Look through the data below and extract, unchanged, the lines from the one that contains "Ok((merged, overrides))" to the one that contains "template could reference.", both included.

#### [Dataset entries]
__________

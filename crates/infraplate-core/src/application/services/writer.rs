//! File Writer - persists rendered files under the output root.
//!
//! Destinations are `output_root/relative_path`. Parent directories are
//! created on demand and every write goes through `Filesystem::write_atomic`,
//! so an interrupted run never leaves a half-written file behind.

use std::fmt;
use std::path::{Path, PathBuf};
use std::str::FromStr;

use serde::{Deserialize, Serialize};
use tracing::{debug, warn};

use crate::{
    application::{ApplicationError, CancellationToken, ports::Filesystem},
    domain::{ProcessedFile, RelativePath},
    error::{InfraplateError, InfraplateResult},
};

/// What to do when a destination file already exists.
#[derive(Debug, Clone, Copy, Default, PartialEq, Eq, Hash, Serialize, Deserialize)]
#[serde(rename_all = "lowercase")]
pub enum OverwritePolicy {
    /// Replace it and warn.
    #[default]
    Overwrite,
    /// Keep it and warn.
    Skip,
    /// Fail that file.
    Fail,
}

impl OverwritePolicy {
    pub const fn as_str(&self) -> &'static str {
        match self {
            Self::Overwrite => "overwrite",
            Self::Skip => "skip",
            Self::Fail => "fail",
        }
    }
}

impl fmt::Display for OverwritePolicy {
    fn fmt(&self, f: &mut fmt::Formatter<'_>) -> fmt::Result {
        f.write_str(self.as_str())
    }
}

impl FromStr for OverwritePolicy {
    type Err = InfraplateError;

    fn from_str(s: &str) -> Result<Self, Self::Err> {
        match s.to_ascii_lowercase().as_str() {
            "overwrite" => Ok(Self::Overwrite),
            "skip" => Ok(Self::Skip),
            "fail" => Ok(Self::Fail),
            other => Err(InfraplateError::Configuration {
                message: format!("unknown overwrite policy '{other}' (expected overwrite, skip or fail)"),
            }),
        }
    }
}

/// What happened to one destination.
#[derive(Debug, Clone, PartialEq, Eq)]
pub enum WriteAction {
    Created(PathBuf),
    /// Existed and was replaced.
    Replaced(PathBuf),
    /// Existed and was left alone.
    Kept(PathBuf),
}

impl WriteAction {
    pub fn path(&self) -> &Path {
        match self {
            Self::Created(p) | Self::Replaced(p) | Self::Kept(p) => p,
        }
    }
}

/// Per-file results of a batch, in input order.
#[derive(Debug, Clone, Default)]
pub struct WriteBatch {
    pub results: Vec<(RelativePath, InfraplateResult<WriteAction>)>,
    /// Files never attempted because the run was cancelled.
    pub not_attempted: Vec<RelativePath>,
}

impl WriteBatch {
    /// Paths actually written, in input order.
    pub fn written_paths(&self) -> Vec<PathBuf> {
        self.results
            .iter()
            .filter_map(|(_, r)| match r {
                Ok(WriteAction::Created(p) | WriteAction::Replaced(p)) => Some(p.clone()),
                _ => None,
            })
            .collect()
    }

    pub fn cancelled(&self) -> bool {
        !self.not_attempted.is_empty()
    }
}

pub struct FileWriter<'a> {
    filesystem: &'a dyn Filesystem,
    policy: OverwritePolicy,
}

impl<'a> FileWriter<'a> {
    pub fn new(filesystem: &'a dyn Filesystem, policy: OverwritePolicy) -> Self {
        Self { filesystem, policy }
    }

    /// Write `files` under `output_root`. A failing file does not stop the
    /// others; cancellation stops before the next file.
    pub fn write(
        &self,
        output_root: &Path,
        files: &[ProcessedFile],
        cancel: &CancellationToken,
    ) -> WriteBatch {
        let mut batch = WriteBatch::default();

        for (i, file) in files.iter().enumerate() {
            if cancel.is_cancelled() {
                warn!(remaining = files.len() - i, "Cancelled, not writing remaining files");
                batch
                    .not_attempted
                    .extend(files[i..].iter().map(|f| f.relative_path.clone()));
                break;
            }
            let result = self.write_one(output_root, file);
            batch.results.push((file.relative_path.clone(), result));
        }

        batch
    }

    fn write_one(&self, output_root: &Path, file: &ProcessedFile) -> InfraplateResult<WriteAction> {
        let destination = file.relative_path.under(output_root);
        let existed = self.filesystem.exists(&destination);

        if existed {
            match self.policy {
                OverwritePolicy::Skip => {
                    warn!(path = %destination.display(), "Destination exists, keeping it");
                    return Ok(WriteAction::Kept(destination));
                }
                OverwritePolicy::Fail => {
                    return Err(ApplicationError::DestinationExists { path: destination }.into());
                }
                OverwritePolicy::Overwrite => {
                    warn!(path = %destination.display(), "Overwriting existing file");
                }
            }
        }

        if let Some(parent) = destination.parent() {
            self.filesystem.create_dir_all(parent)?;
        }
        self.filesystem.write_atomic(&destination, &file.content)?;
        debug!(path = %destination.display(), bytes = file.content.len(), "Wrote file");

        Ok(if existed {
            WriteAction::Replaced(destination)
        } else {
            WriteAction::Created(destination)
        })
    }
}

__________

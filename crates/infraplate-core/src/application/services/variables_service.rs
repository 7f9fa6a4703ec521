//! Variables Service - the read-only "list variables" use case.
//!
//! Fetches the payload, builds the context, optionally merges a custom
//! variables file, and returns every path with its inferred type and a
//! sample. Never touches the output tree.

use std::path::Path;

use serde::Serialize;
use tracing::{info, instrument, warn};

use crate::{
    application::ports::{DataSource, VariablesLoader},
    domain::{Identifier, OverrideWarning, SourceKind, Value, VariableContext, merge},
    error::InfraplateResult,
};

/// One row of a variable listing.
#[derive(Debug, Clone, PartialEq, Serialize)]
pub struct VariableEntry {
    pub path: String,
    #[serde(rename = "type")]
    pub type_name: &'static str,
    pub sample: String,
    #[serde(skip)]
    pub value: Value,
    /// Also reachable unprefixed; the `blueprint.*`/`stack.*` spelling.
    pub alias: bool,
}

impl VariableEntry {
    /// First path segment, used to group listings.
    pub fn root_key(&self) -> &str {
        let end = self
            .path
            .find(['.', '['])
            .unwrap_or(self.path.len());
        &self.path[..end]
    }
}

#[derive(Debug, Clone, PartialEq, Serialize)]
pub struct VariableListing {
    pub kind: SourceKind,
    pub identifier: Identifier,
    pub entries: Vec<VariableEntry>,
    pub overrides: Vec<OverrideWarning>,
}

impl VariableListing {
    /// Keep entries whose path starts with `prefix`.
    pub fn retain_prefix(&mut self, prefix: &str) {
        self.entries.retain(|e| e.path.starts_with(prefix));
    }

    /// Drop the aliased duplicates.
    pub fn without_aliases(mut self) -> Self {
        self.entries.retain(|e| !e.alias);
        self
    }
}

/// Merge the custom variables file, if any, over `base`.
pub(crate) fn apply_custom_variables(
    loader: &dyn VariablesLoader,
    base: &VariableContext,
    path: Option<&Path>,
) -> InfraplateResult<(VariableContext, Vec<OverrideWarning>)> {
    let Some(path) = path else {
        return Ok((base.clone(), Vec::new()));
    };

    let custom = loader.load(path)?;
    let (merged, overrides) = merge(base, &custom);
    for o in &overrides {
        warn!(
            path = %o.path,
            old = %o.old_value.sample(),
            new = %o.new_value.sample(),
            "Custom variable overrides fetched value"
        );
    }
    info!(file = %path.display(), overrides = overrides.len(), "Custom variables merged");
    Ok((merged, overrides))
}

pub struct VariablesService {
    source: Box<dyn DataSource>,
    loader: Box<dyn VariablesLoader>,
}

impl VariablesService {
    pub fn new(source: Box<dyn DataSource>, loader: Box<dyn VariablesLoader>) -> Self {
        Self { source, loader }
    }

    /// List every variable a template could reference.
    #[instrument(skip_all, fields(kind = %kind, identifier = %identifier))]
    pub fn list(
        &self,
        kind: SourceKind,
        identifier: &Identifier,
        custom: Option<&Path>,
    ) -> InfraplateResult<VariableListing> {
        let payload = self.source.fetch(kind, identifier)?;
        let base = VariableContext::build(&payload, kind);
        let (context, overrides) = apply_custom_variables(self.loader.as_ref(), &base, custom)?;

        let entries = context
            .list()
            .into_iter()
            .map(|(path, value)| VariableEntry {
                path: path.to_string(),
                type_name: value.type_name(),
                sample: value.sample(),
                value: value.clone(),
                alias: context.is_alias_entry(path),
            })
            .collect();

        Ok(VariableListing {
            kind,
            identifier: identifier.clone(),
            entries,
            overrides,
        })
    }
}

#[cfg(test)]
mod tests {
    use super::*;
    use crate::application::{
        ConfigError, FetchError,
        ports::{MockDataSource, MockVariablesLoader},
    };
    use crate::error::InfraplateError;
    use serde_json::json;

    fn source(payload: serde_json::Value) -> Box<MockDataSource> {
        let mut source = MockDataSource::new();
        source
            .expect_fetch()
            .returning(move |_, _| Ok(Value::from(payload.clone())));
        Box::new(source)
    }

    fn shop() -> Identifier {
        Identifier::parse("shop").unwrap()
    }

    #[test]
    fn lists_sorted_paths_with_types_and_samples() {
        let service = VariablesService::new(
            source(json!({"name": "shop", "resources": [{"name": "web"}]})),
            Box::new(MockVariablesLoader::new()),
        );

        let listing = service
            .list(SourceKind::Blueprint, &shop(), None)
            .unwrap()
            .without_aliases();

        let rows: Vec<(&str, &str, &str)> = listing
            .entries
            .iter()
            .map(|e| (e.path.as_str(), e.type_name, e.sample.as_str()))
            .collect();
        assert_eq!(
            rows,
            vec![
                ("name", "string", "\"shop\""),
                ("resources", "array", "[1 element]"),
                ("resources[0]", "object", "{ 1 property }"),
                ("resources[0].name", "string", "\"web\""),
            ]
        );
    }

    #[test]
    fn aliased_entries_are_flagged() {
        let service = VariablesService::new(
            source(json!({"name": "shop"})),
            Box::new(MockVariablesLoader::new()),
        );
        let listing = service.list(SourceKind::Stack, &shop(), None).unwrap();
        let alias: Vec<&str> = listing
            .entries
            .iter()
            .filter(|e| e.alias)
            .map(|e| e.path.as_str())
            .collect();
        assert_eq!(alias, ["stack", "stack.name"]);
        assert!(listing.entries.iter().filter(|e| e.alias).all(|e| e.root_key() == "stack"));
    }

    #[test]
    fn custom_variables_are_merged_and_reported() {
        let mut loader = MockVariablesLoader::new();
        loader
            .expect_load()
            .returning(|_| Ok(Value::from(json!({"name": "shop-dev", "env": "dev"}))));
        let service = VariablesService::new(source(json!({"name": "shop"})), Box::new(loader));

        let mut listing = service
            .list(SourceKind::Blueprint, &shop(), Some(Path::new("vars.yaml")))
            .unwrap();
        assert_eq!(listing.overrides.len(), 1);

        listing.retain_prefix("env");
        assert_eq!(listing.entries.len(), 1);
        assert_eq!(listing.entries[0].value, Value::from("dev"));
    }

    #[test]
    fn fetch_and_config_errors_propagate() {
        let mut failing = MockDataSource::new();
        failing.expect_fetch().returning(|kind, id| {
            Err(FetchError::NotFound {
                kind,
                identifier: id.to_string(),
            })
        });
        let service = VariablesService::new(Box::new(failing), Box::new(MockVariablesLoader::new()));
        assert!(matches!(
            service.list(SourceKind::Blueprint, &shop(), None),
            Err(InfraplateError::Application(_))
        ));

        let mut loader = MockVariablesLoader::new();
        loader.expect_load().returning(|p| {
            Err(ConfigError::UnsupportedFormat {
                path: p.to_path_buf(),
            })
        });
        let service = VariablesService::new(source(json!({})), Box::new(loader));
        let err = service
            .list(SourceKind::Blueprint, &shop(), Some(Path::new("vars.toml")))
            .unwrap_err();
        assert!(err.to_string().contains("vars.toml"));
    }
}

__________

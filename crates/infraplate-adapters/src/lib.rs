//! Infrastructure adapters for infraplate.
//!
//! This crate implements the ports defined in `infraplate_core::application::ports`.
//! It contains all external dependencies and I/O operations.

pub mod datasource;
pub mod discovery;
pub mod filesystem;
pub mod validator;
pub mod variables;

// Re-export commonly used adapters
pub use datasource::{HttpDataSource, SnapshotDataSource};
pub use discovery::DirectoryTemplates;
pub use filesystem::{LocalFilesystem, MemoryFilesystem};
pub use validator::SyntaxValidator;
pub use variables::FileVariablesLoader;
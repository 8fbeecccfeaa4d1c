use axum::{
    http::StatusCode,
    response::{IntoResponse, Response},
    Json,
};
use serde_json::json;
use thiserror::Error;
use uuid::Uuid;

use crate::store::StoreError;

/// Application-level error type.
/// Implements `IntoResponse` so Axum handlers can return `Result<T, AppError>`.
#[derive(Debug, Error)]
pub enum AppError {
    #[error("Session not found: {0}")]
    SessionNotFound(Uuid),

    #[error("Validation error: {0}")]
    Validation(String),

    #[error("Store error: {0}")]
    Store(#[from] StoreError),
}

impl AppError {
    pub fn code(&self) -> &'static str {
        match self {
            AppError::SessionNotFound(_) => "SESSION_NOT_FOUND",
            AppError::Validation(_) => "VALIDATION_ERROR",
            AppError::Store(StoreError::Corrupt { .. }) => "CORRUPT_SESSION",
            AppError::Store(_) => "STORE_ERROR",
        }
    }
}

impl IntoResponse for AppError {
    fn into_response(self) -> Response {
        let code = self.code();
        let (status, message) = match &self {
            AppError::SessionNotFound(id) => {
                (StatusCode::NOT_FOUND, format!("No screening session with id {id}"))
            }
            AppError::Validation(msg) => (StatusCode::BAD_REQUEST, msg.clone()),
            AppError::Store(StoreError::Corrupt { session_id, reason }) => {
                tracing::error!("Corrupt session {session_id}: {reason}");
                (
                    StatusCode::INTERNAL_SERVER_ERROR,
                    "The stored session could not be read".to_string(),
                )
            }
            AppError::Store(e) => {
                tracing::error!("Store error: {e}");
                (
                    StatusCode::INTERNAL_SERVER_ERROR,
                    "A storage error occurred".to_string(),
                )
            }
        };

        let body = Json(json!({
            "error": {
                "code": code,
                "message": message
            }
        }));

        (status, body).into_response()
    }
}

__________

#### [Result of the exercise]
    Ok((merged, overrides))
}

pub struct VariablesService {
    source: Box<dyn DataSource>,
    loader: Box<dyn VariablesLoader>,
}

impl VariablesService {
    pub fn new(source: Box<dyn DataSource>, loader: Box<dyn VariablesLoader>) -> Self {
        Self { source, loader }
    }

    /// List every variable a template could reference.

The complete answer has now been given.